• Assignment: With the records below as your source, retype each line exactly from the top down to the line that contains "self.action_start = Some(ctx.now);", and include that line.

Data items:
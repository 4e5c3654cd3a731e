//! 夹爪
//!
//! 每次开/合最多驱动 `action_time_limit` 秒；电流达到 `current_max` 立即停机（夹紧即停）。

use crate::output::Motor;
use crate::worker::{Controller, TickContext};
use stacker_hal::TelemetrySink;
use stacker_protocol::{ClawCommand, ReplyTo, Subsystem};
use stacker_tools::ClawConfig;
use std::time::Duration;
use tracing::debug;

/// 夹爪状态
#[derive(Debug, Clone, Copy, PartialEq, Default)]
pub struct ClawStatus {
    pub output: f64,
    pub current: f64,
    pub moving: bool,
}

/// 夹爪控制器
pub struct Claw {
    motor: Motor,
    config: ClawConfig,
    /// 本次动作开始时刻
    action_start: Option<Duration>,
}

impl Claw {
    pub fn new(motor: Motor, config: ClawConfig) -> Self {
        Self {
            motor,
            config,
            action_start: None,
        }
    }

    fn drive(&mut self, value: f64, ctx: &TickContext) {
        self.action_start = Some(ctx.now);
        if self.motor.current() < self.config.current_max {
            self.motor.set(value);
        } else {
            debug!("claw: current {:.1}A at limit, not driving", self.motor.current());
            self.halt();
        }
    }

    fn halt(&mut self) {
        self.motor.stop();
        self.action_start = None;
    }
}

impl Controller for Claw {
    type Command = ClawCommand;
    type Status = ClawStatus;
    const SUBSYSTEM: Subsystem = Subsystem::Claw;

    fn handle(&mut self, command: ClawCommand, _reply: &mut Option<ReplyTo>, ctx: &TickContext) {
        match command {
            ClawCommand::Open => self.drive(self.config.open, ctx),
            ClawCommand::Close => self.drive(self.config.close, ctx),
            ClawCommand::Stop => self.halt(),
        }
    }

    fn on_mode_change(&mut self, _ctx: &TickContext) {
        self.halt();
    }

    fn tick(&mut self, ctx: &TickContext) {
        let Some(start) = self.action_start else {
            return;
        };
        if self.motor.current() >= self.config.current_max
            || ctx.elapsed_since(start) > self.config.action_time_limit
        {
            self.halt();
        }
    }

    fn is_active(&self) -> bool {
        self.action_start.is_some()
    }

    fn fail_safe(&mut self, _ctx: &TickContext) {
        self.halt();
    }

    fn status(&self) -> ClawStatus {
        ClawStatus {
            output: self.motor.output(),
            current: self.motor.current(),
            moving: self.action_start.is_some(),
        }
    }

    fn publish(&self, sink: &dyn TelemetrySink) {
        let current = (self.motor.current() * 1000.0).trunc() / 1000.0;
        sink.publish("Claw Current", current.into());
    }
}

• Exercise response:
repository 4e5c3654cd3a731e
//! 夹爪
//!
//! 每次开/合最多驱动 `action_time_limit` 秒；电流达到 `current_max` 立即停机（夹紧即停）。

use crate::output::Motor;
use crate::worker::{Controller, TickContext};
use stacker_hal::TelemetrySink;
use stacker_protocol::{ClawCommand, ReplyTo, Subsystem};
use stacker_tools::ClawConfig;
use std::time::Duration;
use tracing::debug;

/// 夹爪状态
#[derive(Debug, Clone, Copy, PartialEq, Default)]
pub struct ClawStatus {
    pub output: f64,
    pub current: f64,
    pub moving: bool,
}

/// 夹爪控制器
pub struct Claw {
    motor: Motor,
    config: ClawConfig,
    /// 本次动作开始时刻
    action_start: Option<Duration>,
}

impl Claw {
    pub fn new(motor: Motor, config: ClawConfig) -> Self {
        Self {
            motor,
            config,
            action_start: None,
        }
    }

    fn drive(&mut self, value: f64, ctx: &TickContext) {
        self.action_start = Some(ctx.now);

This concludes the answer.